Cette première étape confère une texture visible au tableau. Dans la série de couches de peinture acrylique qui vont suivre, certaines marques restent visibles. Le travail consiste à s'abandonner à l'aléatoire. Quand les couleurs sont appliquées, mes gestes deviennent de plus en plus intentionnels: je choisis des couleurs ainsi que leur degré d'opacité pour l'impact qu'elles auront sur les formes qui commencent à émerger. Celles-ci sont souvent reconnaissables - avec des caractéristiques animales ou humaines. On voit souvent des mains: ce sont elles qui détruisent et qui créent, on les utilise pour toucher et sentir.

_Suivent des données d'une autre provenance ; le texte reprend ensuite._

// Pool Controller State
//
// One account per pool: Unconfigured -> Active <-> Inactive.
// The live fee is owned by the fee manager and only read back here.

use anchor_lang::prelude::*;

use super::{
    guards::{LifecycleGuard, PoolLifecycle},
    pool_params::PoolParams,
};
use crate::{
    constants::*,
    errors::*,
    events::*,
    fee_engine::{FeeEngine, OobState},
    interfaces::FeeManager,
    math::clamp,
};

#[derive(AnchorSerialize, AnchorDeserialize, InitSpace, Clone, Copy, Debug, Default, PartialEq, Eq)]
pub struct PoolConfig {
    pub initial_fee: u32,
    pub initial_target_ratio: u128,
    pub is_configured: bool,
}

#[account]
#[derive(InitSpace, Debug, Default)]
pub struct PoolState {
    pub pool: Pubkey,               // Host pool id
    pub params: PoolParams,         // Owner-set fee policy
    pub config: PoolConfig,         // Values fixed at activation
    pub active: bool,               // Pokes and swaps allowed
    pub target_ratio: u128,         // EMA-smoothed reference ratio (WAD)
    pub oob_state: OobState,        // Out-of-bounds streak
    pub last_fee_update: i64,       // Unix timestamp of the last poke
    pub bump: u8,                   // PDA bump
}

// Result of an applied poke
#[derive(AnchorSerialize, AnchorDeserialize, Clone, Copy, Debug, PartialEq, Eq)]
pub struct FeeUpdate {
    pub old_fee: u32,
    pub new_fee: u32,
    pub old_target_ratio: u128,
    pub new_target_ratio: u128,
    pub oob_state: OobState,
}

// What a poke with the same ratio would do right now
#[derive(AnchorSerialize, AnchorDeserialize, Clone, Copy, Debug, PartialEq, Eq)]
pub struct FeeUpdatePreview {
    pub new_fee: u32,
    pub new_oob_state: OobState,
    pub new_target_ratio: u128,
    pub would_apply: bool,
}

impl PoolState {
    pub fn activate_and_configure<F: FeeManager + ?Sized>(
        &mut self,
        pool: Pubkey,
        params: PoolParams,
        initial_fee: u32,
        initial_target_ratio: u128,
        now: i64,
        fees: &mut F,
    ) -> Result<()> {
        self.assert_unconfigured()?;
        params.validate()?;
        require!(params.contains_fee(initial_fee), HookError::InvalidFee);
        require!(
            params.is_valid_ratio(initial_target_ratio),
            HookError::InvalidRatio
        );

        fees.update_dynamic_lp_fee(&pool, initial_fee)?;

        self.pool = pool;
        self.params = params;
        self.config = PoolConfig {
            initial_fee,
            initial_target_ratio,
            is_configured: true,
        };
        self.active = true;
        self.target_ratio = initial_target_ratio;
        self.oob_state = OobState::default();
        self.last_fee_update = now;

        emit!(PoolConfigured {
            pool,
            initial_fee,
            initial_target_ratio,
            min_fee: params.min_fee,
            max_fee: params.max_fee,
        });
        msg!(
            "Pool {} configured: fee {}, target ratio {}",
            pool,
            initial_fee,
            initial_target_ratio
        );

        Ok(())
    }

    pub fn activate(&mut self) -> Result<()> {
        self.assert_configured()?;
        require!(!self.active, HookError::PoolAlreadyActive);
        self.active = true;

        emit!(PoolActivated { pool: self.pool });
        Ok(())
    }

    pub fn deactivate(&mut self) -> Result<()> {
        self.assert_configured()?;
        require!(self.active, HookError::PoolNotActive);
        self.active = false;

        emit!(PoolDeactivated { pool: self.pool });
        Ok(())
    }

    // Earliest timestamp at which the next poke is accepted
    pub fn next_poke_at(&self) -> Result<i64> {
        let min_period = i64::try_from(self.params.min_period).map_err(|_| HookError::Overflow)?;
        Ok(self
            .last_fee_update
            .checked_add(min_period)
            .ok_or(HookError::Overflow)?)
    }

    pub fn poke<E, F>(
        &mut self,
        engine: &E,
        current_ratio: u128,
        global_max_adj_rate: u128,
        now: i64,
        fees: &mut F,
    ) -> Result<FeeUpdate>
    where
        E: FeeEngine + ?Sized,
        F: FeeManager + ?Sized,
    {
        self.assert_active()?;
        let next_allowed = self.next_poke_at()?;
        require_gte!(now, next_allowed, HookError::CooldownNotElapsed);
        require!(
            self.params.is_valid_ratio(current_ratio),
            HookError::InvalidRatio
        );

        let old_fee = fees.lp_fee(&self.pool)?;
        let old_target_ratio = self.target_ratio;
        let (new_fee, new_oob_state, new_target_ratio) =
            self.evaluate(engine, old_fee, current_ratio, global_max_adj_rate)?;

        if new_fee != old_fee {
            fees.update_dynamic_lp_fee(&self.pool, new_fee)?;
        }

        self.target_ratio = new_target_ratio;
        self.oob_state = new_oob_state;
        self.last_fee_update = now;

        emit!(FeeUpdated {
            pool: self.pool,
            old_fee,
            new_fee,
            old_target_ratio,
            new_target_ratio,
            last_oob_was_upper: new_oob_state.last_oob_was_upper,
            consecutive_oob_hits: new_oob_state.consecutive_oob_hits,
            timestamp: now,
        });
        msg!(
            "Poke: ratio {} fee {} -> {}, target {} -> {}",
            current_ratio,
            old_fee,
            new_fee,
            old_target_ratio,
            new_target_ratio
        );

        Ok(FeeUpdate {
            old_fee,
            new_fee,
            old_target_ratio,
            new_target_ratio,
            oob_state: new_oob_state,
        })
    }

    // Read-only twin of poke
    pub fn compute_fee_update<E, F>(
        &self,
        engine: &E,
        current_ratio: u128,
        global_max_adj_rate: u128,
        now: i64,
        fees: &F,
    ) -> Result<FeeUpdatePreview>
    where
        E: FeeEngine + ?Sized,
        F: FeeManager + ?Sized,
    {
        self.assert_configured()?;
        require!(
            self.params.is_valid_ratio(current_ratio),
            HookError::InvalidRatio
        );

        let current_fee = fees.lp_fee(&self.pool)?;
        let (new_fee, new_oob_state, new_target_ratio) =
            self.evaluate(engine, current_fee, current_ratio, global_max_adj_rate)?;

        Ok(FeeUpdatePreview {
            new_fee,
            new_oob_state,
            new_target_ratio,
            would_apply: self.active && now >= self.next_poke_at()?,
        })
    }

    pub fn set_params(&mut self, params: PoolParams) -> Result<()> {
        self.assert_configured()?;
        params.validate()?;

        self.params = params;
        // Keep the target under a lowered ceiling
        if self.target_ratio > params.max_current_ratio {
            self.target_ratio = params.max_current_ratio;
        }

        emit!(PoolParamsUpdated {
            pool: self.pool,
            min_fee: params.min_fee,
            max_fee: params.max_fee,
            min_period: params.min_period,
            max_current_ratio: params.max_current_ratio,
            target_ratio: self.target_ratio,
        });
        Ok(())
    }

    fn evaluate<E: FeeEngine + ?Sized>(
        &self,
        engine: &E,
        current_fee: u32,
        current_ratio: u128,
        global_max_adj_rate: u128,
    ) -> Result<(u32, OobState, u128)> {
        let (new_fee, new_oob_state) = engine.compute_new_fee(
            current_fee,
            current_ratio,
            self.target_ratio,
            global_max_adj_rate,
            &self.params,
            self.oob_state,
        )?;
        let smoothed = engine.ema(current_ratio, self.target_ratio, self.params.lookback_period)?;
        let new_target_ratio = clamp(smoothed, MIN_TARGET_RATIO, self.params.max_current_ratio);

        Ok((new_fee, new_oob_state, new_target_ratio))
    }
}

impl LifecycleGuard for PoolState {
    fn lifecycle(&self) -> PoolLifecycle {
        match (self.config.is_configured, self.active) {
            (false, _) => PoolLifecycle::Unconfigured,
            (true, true) => PoolLifecycle::Active,
            (true, false) => PoolLifecycle::Inactive,
        }
    }
}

On trouve aussi des pieds: ils nous ancrent ou bien nous aident à courir.
Le va et vient de la construction du tableau reflète les contradictions, l'ambiguïté et la complexité qui sont des thèmes récurrents dans mes tableaux: fragmentation, identité et altérité, pouvoir et impuissance. Mes œuvres renvoient à ce qui paraît souvent inconciliable: l’exclusion et l’appartenance, le désir et la fuite, la violence et le calme.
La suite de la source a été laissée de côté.